Reproduce the listing below without any change.

━━━━━━━━━━━━━━━━━━━━━━━━━━━━━━

impl GenerateContentResponse {
    /// Audio chunks carried by this response, in candidate and part order
    ///
    /// Text parts and inline data with an empty payload are skipped.
    ///
    /// # Errors
    ///
    /// Returns `SpeechError::InvalidAudio` if inline data is not valid base64.
    pub fn audio_chunks(&self) -> Result<Vec<AudioChunk>, SpeechError> {
        let mut chunks = Vec::new();

        for content in self.candidates.iter().filter_map(|c| c.content.as_ref()) {
            for part in &content.parts {
                if let Some(text) = &part.text {
                    debug!(text_len = text.len(), "Skipping text part in audio stream");
                }
                if let Some(inline) = part.inline_data.as_ref().filter(|i| !i.data.is_empty()) {
                    chunks.push(inline.decode()?);
                }
            }
        }

        Ok(chunks)
    }
}

#[derive(Debug, Clone, Copy, PartialEq, Eq, Default)]
enum Framing {
    #[default]
    Undetermined,
    JsonArray,
    JsonObjects,
    ServerSentEvents,
}

/// Incremental decoder for streamed response bodies
#[derive(Debug, Default)]
pub struct StreamDecoder {
    framing: Framing,
    buffer: Vec<u8>,
    /// Leading buffer bytes already searched for a line or object end
    scanned: usize,
    event_data: String,
}

impl StreamDecoder {
    /// Create a decoder that has seen no bytes yet
    #[must_use]
    pub fn new() -> Self {
        Self::default()
    }

    /// Feed the next slice of body bytes
    ///
    /// Returns the chunks from every response completed by these bytes.
    ///
    /// # Errors
    ///
    /// Returns `SpeechError::InvalidResponse` for malformed framing or JSON
    /// and `SpeechError::InvalidAudio` for undecodable inline data.
    pub fn push(&mut self, bytes: &[u8]) -> Result<Vec<AudioChunk>, SpeechError> {
        self.buffer.extend_from_slice(bytes);

        if self.framing == Framing::Undetermined {
            let Some(first) = self.buffer.iter().copied().find(|b| !b.is_ascii_whitespace()) else {
                return Ok(Vec::new());
            };
            self.framing = match first {
                b'[' => Framing::JsonArray,
                b'{' => Framing::JsonObjects,
                _ => Framing::ServerSentEvents,
            };
            debug!(framing = ?self.framing, "Detected response framing");
        }

        match self.framing {
            Framing::Undetermined | Framing::JsonArray => Ok(Vec::new()),
            Framing::JsonObjects => self.drain_objects(),
            Framing::ServerSentEvents => self.drain_lines(),
        }
    }

    /// Signal the end of the body and flush whatever is left
    ///
    /// The decoder is reset and may be reused afterwards.
    ///
    /// # Errors
    ///
    /// Returns `SpeechError::InvalidResponse` if the body ended mid-response.
    pub fn finish(&mut self) -> Result<Vec<AudioChunk>, SpeechError> {
        let framing = std::mem::take(&mut self.framing);

        let chunks = match framing {
            Framing::Undetermined => Vec::new(),
            Framing::JsonArray => {
                let responses: Vec<GenerateContentResponse> =
                    serde_json::from_slice(&self.buffer).map_err(|e| {
                        SpeechError::InvalidResponse(format!("Malformed response array: {e}"))
                    })?;
                let mut chunks = Vec::new();
                for response in &responses {
                    chunks.extend(response.audio_chunks()?);
                }
                chunks
            },
            Framing::JsonObjects => {
                let chunks = self.drain_objects()?;
                if self.buffer.iter().any(|b| !b.is_ascii_whitespace()) {
                    return Err(SpeechError::InvalidResponse(
                        "Response body ended inside a JSON object".to_string(),
                    ));
                }
                chunks
            },
            Framing::ServerSentEvents => {
                let mut chunks = self.drain_lines()?;
                if !self.buffer.is_empty() {
                    let line = std::mem::take(&mut self.buffer);
                    self.handle_sse_line(&utf8(&line)?, &mut chunks)?;
                }
                self.dispatch_event(&mut chunks)?;
                chunks
            },
        };

        self.buffer.clear();
        self.scanned = 0;
        self.event_data.clear();
        Ok(chunks)
    }

    fn drain_objects(&mut self) -> Result<Vec<AudioChunk>, SpeechError> {
        // An object can only have completed if a closing brace arrived
        if !self.buffer[self.scanned..].contains(&b'}') {
            self.scanned = self.buffer.len();
            return Ok(Vec::new());
        }

        let mut chunks = Vec::new();
        let mut consumed = 0;

        {
            let mut stream = serde_json::Deserializer::from_slice(&self.buffer)
                .into_iter::<GenerateContentResponse>();
            loop {
                match stream.next() {
                    Some(Ok(response)) => {
                        consumed = stream.byte_offset();
                        chunks.extend(response.audio_chunks()?);
                    },
                    Some(Err(e)) if e.is_eof() => break,
                    Some(Err(e)) => {
                        return Err(SpeechError::InvalidResponse(format!(
                            "Malformed response object: {e}"
                        )));
                    },
                    None => {
                        consumed = stream.byte_offset();
                        break;
                    },
                }
            }
        }

        self.buffer.drain(..consumed);
        self.scanned = self.buffer.len();
        Ok(chunks)
    }

    fn drain_lines(&mut self) -> Result<Vec<AudioChunk>, SpeechError> {
        let mut chunks = Vec::new();
        let mut start = 0;
        let mut search_from = self.scanned;

        while let Some(offset) = self.buffer[search_from..].iter().position(|&b| b == b'\n') {
            let end = search_from + offset + 1;
            let line = utf8(&self.buffer[start..end])?;
            self.handle_sse_line(&line, &mut chunks)?;
            start = end;
            search_from = end;
        }

        self.buffer.drain(..start);
        self.scanned = self.buffer.len();
        Ok(chunks)
    }

    fn handle_sse_line(
        &mut self,
        line: &str,
        chunks: &mut Vec<AudioChunk>,
    ) -> Result<(), SpeechError> {
        let line = line.trim_end_matches(['\r', '\n']);

        if line.is_empty() {
            return self.dispatch_event(chunks);
        }
        if line.starts_with(':') {
            return Ok(());
        }

        let (field, value) = line
            .split_once(':')
            .map_or((line, ""), |(field, value)| {
                (field, value.strip_prefix(' ').unwrap_or(value))
            });

        // event, id and retry fields carry nothing we need
        if field == "data" {
            if !self.event_data.is_empty() {
                self.event_data.push('\n');
            }
            self.event_data.push_str(value);
        }

        Ok(())
    }

    fn dispatch_event(&mut self, chunks: &mut Vec<AudioChunk>) -> Result<(), SpeechError> {
        if self.event_data.is_empty() {
            return Ok(());
        }

        let data = std::mem::take(&mut self.event_data);
        if data.trim() == "[DONE]" {
            return Ok(());
        }
        let response: GenerateContentResponse = serde_json::from_str(&data)
            .map_err(|e| SpeechError::InvalidResponse(format!("Malformed event payload: {e}")))?;
        chunks.extend(response.audio_chunks()?);
        Ok(())
    }
}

━━━━━━━━━━━━━━━━━━━━━━━━━━━━━━

▶ [TASK RESPONSE]
impl GenerateContentResponse {
    /// Audio chunks carried by this response, in candidate and part order
    ///
    /// Text parts and inline data with an empty payload are skipped.
    ///
    /// # Errors
    ///
    /// Returns `SpeechError::InvalidAudio` if inline data is not valid base64.
    pub fn audio_chunks(&self) -> Result<Vec<AudioChunk>, SpeechError> {
        let mut chunks = Vec::new();

        for content in self.candidates.iter().filter_map(|c| c.content.as_ref()) {
            for part in &content.parts {
                if let Some(text) = &part.text {
                    debug!(text_len = text.len(), "Skipping text part in audio stream");
                }
                if let Some(inline) = part.inline_data.as_ref().filter(|i| !i.data.is_empty()) {
                    chunks.push(inline.decode()?);
                }
            }
        }

        Ok(chunks)
    }
}

#[derive(Debug, Clone, Copy, PartialEq, Eq, Default)]
enum Framing {
    #[default]
    Undetermined,
    JsonArray,
    JsonObjects,
    ServerSentEvents,
}

/// Incremental decoder for streamed response bodies
#[derive(Debug, Default)]
pub struct StreamDecoder {
    framing: Framing,
    buffer: Vec<u8>,
    /// Leading buffer bytes already searched for a line or object end
    scanned: usize,
    event_data: String,
}

impl StreamDecoder {
    /// Create a decoder that has seen no bytes yet
    #[must_use]
    pub fn new() -> Self {
        Self::default()
    }

    /// Feed the next slice of body bytes
    ///
    /// Returns the chunks from every response completed by these bytes.
    ///
    /// # Errors
    ///
    /// Returns `SpeechError::InvalidResponse` for malformed framing or JSON
    /// and `SpeechError::InvalidAudio` for undecodable inline data.
    pub fn push(&mut self, bytes: &[u8]) -> Result<Vec<AudioChunk>, SpeechError> {
        self.buffer.extend_from_slice(bytes);

        if self.framing == Framing::Undetermined {
            let Some(first) = self.buffer.iter().copied().find(|b| !b.is_ascii_whitespace()) else {
                return Ok(Vec::new());
            };
            self.framing = match first {
                b'[' => Framing::JsonArray,
                b'{' => Framing::JsonObjects,
                _ => Framing::ServerSentEvents,
            };
            debug!(framing = ?self.framing, "Detected response framing");
        }

        match self.framing {
            Framing::Undetermined | Framing::JsonArray => Ok(Vec::new()),
            Framing::JsonObjects => self.drain_objects(),
            Framing::ServerSentEvents => self.drain_lines(),
        }
    }

    /// Signal the end of the body and flush whatever is left
    ///
    /// The decoder is reset and may be reused afterwards.
    ///
    /// # Errors
    ///
    /// Returns `SpeechError::InvalidResponse` if the body ended mid-response.
    pub fn finish(&mut self) -> Result<Vec<AudioChunk>, SpeechError> {
        let framing = std::mem::take(&mut self.framing);

        let chunks = match framing {
            Framing::Undetermined => Vec::new(),
            Framing::JsonArray => {
                let responses: Vec<GenerateContentResponse> =
                    serde_json::from_slice(&self.buffer).map_err(|e| {
                        SpeechError::InvalidResponse(format!("Malformed response array: {e}"))
                    })?;
                let mut chunks = Vec::new();
                for response in &responses {
                    chunks.extend(response.audio_chunks()?);
                }
                chunks
            },
            Framing::JsonObjects => {
                let chunks = self.drain_objects()?;
                if self.buffer.iter().any(|b| !b.is_ascii_whitespace()) {
                    return Err(SpeechError::InvalidResponse(
                        "Response body ended inside a JSON object".to_string(),
                    ));
                }
                chunks
            },
            Framing::ServerSentEvents => {
                let mut chunks = self.drain_lines()?;
                if !self.buffer.is_empty() {
                    let line = std::mem::take(&mut self.buffer);
                    self.handle_sse_line(&utf8(&line)?, &mut chunks)?;
                }
                self.dispatch_event(&mut chunks)?;
                chunks
            },
        };

        self.buffer.clear();
        self.scanned = 0;
        self.event_data.clear();
        Ok(chunks)
    }

    fn drain_objects(&mut self) -> Result<Vec<AudioChunk>, SpeechError> {
        // An object can only have completed if a closing brace arrived
        if !self.buffer[self.scanned..].contains(&b'}') {
            self.scanned = self.buffer.len();
            return Ok(Vec::new());
        }

        let mut chunks = Vec::new();
        let mut consumed = 0;

        {
            let mut stream = serde_json::Deserializer::from_slice(&self.buffer)
                .into_iter::<GenerateContentResponse>();
            loop {
                match stream.next() {
                    Some(Ok(response)) => {
                        consumed = stream.byte_offset();
                        chunks.extend(response.audio_chunks()?);
                    },
                    Some(Err(e)) if e.is_eof() => break,
                    Some(Err(e)) => {
                        return Err(SpeechError::InvalidResponse(format!(
                            "Malformed response object: {e}"
                        )));
                    },
                    None => {
                        consumed = stream.byte_offset();
                        break;
                    },
                }
            }
        }

        self.buffer.drain(..consumed);
        self.scanned = self.buffer.len();
        Ok(chunks)
    }

    fn drain_lines(&mut self) -> Result<Vec<AudioChunk>, SpeechError> {
        let mut chunks = Vec::new();
        let mut start = 0;
        let mut search_from = self.scanned;

        while let Some(offset) = self.buffer[search_from..].iter().position(|&b| b == b'\n') {
            let end = search_from + offset + 1;
            let line = utf8(&self.buffer[start..end])?;
            self.handle_sse_line(&line, &mut chunks)?;
            start = end;
            search_from = end;
        }

        self.buffer.drain(..start);
        self.scanned = self.buffer.len();
        Ok(chunks)
    }

    fn handle_sse_line(
        &mut self,
        line: &str,
        chunks: &mut Vec<AudioChunk>,
    ) -> Result<(), SpeechError> {
        let line = line.trim_end_matches(['\r', '\n']);

        if line.is_empty() {
            return self.dispatch_event(chunks);
        }
        if line.starts_with(':') {
            return Ok(());
        }

        let (field, value) = line
            .split_once(':')
            .map_or((line, ""), |(field, value)| {
                (field, value.strip_prefix(' ').unwrap_or(value))
            });

        // event, id and retry fields carry nothing we need
        if field == "data" {
            if !self.event_data.is_empty() {
                self.event_data.push('\n');
            }
            self.event_data.push_str(value);
        }

        Ok(())
    }

    fn dispatch_event(&mut self, chunks: &mut Vec<AudioChunk>) -> Result<(), SpeechError> {
        if self.event_data.is_empty() {
            return Ok(());
        }

        let data = std::mem::take(&mut self.event_data);
        if data.trim() == "[DONE]" {
            return Ok(());
        }
        let response: GenerateContentResponse = serde_json::from_str(&data)
            .map_err(|e| SpeechError::InvalidResponse(format!("Malformed event payload: {e}")))?;
        chunks.extend(response.audio_chunks()?);
        Ok(())
    }
}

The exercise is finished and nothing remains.